▶ _Task description_
Look through the material below. Return exactly the lines from the one with "pub const SEGMENT_PARAM_TOLERANCE: f64" through the one with "circumcenter to exist.", both included.

▶ _Extracted entries_
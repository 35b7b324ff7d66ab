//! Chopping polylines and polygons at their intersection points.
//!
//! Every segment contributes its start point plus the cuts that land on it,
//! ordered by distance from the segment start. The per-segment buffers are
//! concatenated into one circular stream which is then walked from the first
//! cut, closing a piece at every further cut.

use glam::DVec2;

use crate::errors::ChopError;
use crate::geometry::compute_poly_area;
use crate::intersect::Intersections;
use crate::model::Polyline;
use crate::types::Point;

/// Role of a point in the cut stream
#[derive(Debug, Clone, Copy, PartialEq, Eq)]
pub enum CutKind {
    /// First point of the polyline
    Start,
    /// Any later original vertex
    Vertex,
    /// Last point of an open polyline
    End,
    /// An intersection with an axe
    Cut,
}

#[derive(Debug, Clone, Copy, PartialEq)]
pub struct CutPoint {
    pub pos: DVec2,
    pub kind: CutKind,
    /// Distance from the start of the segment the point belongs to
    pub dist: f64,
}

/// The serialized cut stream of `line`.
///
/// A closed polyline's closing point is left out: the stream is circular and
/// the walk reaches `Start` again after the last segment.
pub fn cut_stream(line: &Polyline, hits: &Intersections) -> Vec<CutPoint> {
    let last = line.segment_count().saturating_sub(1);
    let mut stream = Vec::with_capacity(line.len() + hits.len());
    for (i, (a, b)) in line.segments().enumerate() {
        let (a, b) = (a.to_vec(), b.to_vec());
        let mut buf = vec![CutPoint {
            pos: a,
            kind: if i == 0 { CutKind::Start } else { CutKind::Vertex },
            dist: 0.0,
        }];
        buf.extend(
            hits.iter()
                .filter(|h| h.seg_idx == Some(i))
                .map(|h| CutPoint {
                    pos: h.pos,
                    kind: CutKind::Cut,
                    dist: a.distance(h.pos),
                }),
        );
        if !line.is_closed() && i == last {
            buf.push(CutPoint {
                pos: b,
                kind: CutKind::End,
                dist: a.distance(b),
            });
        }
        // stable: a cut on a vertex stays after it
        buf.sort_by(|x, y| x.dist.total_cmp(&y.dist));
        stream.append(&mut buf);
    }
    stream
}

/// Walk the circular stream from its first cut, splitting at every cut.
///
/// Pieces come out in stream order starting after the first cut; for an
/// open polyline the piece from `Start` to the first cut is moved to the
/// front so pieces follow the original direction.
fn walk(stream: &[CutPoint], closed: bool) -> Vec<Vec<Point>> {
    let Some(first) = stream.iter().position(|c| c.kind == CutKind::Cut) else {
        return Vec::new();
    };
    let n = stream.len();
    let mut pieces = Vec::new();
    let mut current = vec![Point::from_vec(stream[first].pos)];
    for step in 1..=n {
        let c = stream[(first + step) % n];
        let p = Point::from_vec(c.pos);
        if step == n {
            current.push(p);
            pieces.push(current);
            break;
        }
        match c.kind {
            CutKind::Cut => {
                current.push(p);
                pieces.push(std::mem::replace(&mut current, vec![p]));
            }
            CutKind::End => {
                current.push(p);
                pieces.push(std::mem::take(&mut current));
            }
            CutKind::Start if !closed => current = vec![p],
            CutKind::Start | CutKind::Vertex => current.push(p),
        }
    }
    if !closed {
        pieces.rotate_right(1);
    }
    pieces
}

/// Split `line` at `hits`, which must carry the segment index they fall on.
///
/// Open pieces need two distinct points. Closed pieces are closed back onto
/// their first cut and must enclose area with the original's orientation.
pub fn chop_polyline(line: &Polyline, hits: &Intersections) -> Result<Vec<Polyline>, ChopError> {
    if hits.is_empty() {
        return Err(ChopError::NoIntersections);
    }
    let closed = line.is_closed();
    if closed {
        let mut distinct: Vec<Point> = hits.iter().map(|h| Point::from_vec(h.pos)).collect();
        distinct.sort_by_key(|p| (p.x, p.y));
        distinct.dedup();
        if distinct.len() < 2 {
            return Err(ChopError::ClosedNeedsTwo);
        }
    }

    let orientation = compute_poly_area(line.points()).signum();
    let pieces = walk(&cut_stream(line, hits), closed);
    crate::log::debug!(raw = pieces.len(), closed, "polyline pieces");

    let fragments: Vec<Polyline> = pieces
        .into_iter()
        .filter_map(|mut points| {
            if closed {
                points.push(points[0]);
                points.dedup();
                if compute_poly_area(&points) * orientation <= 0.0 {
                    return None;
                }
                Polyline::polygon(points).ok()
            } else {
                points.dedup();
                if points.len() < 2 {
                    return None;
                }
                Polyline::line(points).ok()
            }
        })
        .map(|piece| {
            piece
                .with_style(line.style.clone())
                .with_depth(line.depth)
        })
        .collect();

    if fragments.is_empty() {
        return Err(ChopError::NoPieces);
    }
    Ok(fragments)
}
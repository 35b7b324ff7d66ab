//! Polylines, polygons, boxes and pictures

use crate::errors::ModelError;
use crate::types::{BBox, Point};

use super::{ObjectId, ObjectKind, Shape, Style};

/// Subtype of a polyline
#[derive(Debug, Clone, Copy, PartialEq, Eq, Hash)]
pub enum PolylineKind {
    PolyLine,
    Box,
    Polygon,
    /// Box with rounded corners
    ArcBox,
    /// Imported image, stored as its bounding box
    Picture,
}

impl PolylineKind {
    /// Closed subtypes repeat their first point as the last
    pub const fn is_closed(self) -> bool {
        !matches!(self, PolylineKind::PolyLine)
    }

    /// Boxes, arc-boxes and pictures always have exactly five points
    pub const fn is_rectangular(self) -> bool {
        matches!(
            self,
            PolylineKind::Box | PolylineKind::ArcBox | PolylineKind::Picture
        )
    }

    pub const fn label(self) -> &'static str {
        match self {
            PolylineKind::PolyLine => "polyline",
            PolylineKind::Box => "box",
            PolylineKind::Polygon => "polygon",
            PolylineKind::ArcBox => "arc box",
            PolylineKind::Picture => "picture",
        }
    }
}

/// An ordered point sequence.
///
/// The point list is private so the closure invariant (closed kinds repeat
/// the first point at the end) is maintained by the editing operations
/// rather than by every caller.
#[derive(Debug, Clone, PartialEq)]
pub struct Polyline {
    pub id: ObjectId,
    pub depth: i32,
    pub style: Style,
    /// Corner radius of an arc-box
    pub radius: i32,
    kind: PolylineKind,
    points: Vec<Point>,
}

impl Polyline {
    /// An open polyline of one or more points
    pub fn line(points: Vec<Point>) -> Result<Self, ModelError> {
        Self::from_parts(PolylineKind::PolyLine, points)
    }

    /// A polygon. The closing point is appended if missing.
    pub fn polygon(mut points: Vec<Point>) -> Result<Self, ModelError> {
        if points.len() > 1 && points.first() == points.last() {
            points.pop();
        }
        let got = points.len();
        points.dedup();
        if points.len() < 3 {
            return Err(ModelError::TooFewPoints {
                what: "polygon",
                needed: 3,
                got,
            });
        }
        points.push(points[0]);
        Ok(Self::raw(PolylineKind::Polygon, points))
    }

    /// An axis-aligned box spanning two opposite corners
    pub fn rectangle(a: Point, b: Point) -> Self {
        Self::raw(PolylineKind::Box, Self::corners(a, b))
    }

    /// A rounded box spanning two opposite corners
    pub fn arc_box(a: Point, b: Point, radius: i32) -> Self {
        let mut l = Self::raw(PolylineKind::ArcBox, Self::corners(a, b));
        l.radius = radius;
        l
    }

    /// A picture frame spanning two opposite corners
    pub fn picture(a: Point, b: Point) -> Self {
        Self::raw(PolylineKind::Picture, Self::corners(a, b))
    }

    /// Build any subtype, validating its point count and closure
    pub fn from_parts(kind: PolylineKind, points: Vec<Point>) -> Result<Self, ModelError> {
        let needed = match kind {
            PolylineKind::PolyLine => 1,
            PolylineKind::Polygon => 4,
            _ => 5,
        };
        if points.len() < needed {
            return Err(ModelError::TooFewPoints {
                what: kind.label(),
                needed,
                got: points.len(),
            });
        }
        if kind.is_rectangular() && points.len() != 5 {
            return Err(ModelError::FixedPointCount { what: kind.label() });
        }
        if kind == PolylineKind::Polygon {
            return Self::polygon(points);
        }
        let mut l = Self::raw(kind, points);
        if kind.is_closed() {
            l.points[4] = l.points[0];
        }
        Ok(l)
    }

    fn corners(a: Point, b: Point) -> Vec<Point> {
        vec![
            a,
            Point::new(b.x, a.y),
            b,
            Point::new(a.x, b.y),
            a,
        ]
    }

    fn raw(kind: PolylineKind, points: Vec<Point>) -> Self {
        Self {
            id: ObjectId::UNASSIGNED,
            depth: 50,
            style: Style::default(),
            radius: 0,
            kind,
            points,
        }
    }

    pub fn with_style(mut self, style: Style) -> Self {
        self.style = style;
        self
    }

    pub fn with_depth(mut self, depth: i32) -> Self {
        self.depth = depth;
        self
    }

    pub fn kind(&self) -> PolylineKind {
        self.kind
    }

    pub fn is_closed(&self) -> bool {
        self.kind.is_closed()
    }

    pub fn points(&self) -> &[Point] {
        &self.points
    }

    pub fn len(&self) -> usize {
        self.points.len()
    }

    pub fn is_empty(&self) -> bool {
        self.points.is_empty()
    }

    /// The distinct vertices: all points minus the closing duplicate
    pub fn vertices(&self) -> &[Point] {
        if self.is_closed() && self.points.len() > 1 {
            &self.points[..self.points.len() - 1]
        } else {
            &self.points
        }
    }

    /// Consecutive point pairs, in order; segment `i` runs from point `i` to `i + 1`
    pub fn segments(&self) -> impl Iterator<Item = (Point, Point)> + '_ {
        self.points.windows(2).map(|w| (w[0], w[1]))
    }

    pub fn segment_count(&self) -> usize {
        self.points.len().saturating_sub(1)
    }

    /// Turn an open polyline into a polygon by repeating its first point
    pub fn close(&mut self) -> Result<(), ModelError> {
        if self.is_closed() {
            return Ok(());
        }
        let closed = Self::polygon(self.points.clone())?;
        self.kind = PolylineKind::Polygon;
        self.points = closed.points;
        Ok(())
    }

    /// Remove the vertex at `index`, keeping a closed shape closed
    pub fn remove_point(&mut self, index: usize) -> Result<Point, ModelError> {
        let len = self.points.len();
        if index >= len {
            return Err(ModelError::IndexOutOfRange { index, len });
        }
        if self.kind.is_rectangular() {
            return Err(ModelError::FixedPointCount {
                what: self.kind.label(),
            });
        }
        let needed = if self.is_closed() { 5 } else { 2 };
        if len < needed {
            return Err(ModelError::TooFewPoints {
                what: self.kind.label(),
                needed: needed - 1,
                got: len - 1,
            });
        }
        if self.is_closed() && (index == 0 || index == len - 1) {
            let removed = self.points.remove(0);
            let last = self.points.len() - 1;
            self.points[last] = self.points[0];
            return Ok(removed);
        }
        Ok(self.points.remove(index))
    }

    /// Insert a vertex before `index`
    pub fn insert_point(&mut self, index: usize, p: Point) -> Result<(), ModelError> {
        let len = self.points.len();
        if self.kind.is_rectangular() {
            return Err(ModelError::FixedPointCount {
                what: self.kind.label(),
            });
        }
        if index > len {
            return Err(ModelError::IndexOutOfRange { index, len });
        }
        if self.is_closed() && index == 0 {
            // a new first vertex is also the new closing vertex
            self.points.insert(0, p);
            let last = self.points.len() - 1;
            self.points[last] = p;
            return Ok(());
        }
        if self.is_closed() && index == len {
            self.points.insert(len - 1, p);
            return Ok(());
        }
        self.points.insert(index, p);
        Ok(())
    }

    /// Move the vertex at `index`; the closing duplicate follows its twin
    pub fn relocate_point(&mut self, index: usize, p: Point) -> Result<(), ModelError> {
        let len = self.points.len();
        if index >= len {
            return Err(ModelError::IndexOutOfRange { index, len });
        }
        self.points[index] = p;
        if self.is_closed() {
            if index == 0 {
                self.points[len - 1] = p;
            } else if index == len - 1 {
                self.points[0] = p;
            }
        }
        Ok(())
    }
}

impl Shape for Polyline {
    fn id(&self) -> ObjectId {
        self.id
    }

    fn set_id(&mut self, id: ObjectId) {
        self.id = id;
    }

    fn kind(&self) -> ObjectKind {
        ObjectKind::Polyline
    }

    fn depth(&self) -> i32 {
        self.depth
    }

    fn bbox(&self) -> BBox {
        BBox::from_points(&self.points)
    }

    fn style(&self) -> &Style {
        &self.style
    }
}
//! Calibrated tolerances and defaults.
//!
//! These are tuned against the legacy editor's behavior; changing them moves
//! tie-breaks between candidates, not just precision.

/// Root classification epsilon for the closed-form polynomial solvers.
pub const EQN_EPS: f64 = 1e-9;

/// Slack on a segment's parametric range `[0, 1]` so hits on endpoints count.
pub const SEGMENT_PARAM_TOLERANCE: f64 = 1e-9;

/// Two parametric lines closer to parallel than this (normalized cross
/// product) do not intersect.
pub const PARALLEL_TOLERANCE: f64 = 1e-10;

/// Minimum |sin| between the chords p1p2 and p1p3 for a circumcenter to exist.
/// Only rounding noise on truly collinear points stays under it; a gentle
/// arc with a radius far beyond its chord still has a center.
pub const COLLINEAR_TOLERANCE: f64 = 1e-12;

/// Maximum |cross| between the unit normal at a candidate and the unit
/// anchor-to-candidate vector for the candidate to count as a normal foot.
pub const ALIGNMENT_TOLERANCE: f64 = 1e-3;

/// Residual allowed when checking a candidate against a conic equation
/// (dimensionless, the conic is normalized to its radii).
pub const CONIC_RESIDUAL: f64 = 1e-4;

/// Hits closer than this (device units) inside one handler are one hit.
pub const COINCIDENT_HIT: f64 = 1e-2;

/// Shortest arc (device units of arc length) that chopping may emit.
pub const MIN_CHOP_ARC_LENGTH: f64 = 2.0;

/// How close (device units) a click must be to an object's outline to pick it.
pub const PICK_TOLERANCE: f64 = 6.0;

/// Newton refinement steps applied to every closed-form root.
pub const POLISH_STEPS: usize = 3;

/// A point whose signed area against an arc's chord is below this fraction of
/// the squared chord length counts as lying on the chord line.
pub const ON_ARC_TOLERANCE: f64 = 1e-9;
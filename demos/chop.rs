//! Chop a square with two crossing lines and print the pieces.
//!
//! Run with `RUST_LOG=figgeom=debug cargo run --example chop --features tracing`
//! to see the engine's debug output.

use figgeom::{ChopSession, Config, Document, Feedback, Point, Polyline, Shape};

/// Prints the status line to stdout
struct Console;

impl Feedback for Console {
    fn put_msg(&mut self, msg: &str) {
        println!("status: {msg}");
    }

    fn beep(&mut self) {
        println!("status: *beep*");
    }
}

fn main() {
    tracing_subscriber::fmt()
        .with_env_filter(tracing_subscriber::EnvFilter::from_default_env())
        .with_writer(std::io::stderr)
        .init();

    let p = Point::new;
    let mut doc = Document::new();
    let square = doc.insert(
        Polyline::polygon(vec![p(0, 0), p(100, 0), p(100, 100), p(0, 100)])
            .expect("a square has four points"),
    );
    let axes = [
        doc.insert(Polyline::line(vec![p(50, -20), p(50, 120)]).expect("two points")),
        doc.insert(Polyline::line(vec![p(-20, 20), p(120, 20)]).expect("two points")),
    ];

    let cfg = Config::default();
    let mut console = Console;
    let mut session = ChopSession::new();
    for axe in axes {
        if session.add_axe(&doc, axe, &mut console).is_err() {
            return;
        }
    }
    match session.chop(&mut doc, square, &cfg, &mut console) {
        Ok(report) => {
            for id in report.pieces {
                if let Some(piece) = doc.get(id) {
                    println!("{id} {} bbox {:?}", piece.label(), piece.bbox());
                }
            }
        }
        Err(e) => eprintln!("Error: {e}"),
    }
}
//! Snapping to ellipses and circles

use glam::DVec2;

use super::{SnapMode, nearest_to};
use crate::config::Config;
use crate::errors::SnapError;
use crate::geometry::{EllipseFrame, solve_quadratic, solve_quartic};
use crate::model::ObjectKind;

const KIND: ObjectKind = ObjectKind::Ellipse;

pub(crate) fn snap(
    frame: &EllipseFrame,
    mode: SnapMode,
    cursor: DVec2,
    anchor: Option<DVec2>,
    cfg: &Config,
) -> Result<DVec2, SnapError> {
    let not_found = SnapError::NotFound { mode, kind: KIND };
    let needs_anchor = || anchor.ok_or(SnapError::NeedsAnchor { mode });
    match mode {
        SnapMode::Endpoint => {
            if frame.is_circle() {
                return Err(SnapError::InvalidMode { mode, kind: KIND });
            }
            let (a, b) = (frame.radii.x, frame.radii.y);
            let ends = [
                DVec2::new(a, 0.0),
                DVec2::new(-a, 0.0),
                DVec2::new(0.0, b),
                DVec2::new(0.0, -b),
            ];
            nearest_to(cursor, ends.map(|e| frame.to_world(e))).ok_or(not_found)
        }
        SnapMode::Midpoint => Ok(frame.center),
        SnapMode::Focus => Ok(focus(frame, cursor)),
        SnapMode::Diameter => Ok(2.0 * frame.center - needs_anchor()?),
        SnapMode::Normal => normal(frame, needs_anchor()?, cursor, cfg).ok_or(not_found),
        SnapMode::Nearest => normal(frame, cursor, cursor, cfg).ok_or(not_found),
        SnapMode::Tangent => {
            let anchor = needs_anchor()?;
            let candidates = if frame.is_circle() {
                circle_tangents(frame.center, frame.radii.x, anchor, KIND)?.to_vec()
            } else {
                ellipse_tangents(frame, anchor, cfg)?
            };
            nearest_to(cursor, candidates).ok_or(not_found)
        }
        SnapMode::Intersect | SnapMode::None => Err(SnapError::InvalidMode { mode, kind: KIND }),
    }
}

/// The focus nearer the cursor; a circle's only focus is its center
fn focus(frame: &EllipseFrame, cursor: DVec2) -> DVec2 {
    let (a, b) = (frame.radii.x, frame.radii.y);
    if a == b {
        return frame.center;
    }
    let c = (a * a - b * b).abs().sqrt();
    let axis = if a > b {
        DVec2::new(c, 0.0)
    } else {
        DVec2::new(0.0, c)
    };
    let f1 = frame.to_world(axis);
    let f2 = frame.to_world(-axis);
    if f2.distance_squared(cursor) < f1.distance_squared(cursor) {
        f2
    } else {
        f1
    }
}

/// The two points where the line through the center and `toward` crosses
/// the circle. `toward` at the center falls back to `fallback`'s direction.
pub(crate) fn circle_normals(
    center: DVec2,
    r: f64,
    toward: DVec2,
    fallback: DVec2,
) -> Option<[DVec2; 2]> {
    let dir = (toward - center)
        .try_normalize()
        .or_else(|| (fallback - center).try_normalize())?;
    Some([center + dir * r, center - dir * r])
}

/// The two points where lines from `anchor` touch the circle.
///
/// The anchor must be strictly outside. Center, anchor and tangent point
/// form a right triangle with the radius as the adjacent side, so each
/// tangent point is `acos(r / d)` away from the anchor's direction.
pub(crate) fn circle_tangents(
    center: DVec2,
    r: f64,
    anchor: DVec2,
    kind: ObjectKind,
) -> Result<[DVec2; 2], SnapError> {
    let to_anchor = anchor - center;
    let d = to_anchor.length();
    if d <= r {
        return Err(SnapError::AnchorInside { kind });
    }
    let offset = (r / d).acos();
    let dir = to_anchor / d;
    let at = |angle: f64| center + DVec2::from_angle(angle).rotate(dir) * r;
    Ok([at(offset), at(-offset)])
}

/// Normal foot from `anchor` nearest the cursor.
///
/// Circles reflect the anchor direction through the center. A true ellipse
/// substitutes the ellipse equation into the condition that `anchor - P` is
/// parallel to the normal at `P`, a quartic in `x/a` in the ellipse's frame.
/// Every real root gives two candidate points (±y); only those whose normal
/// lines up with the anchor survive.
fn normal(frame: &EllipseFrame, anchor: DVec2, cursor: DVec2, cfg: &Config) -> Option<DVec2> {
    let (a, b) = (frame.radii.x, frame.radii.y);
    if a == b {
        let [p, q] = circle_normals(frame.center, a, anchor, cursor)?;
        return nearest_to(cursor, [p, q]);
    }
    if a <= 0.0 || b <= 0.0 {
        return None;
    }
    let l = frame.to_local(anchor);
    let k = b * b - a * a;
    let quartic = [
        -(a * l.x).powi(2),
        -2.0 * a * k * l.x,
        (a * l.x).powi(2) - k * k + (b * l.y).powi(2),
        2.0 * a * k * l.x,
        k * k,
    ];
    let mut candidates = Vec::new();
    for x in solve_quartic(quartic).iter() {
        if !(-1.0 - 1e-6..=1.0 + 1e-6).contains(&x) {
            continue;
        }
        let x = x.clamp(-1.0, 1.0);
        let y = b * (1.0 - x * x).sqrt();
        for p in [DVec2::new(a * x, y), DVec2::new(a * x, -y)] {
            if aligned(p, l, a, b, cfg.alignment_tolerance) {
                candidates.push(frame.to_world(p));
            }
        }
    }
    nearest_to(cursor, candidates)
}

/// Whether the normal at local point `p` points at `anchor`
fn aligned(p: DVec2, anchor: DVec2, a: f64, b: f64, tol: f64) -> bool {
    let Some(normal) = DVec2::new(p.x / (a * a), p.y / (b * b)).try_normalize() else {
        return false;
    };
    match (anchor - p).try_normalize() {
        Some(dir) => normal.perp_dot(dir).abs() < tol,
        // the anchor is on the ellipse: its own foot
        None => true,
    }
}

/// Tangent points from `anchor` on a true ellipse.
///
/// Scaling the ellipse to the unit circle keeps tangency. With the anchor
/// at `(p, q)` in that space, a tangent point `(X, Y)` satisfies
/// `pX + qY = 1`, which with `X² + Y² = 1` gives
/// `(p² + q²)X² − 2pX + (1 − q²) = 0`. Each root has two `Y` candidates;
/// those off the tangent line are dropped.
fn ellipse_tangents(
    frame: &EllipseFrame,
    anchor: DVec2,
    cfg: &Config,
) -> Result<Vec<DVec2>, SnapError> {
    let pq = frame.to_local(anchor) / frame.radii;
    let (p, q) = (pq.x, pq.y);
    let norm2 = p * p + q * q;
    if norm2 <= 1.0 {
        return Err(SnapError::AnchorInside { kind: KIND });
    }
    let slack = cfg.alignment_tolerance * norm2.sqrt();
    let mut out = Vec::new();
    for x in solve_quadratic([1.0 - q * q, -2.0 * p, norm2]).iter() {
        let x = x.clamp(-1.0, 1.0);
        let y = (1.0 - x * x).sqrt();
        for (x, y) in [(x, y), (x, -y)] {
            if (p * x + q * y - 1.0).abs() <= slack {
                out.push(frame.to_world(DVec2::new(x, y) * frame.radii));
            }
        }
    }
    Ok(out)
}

▶ _Task answer_
pub const SEGMENT_PARAM_TOLERANCE: f64 = 1e-9;

/// Two parametric lines closer to parallel than this (normalized cross
/// product) do not intersect.
pub const PARALLEL_TOLERANCE: f64 = 1e-10;

/// Minimum |sin| between the chords p1p2 and p1p3 for a circumcenter to exist.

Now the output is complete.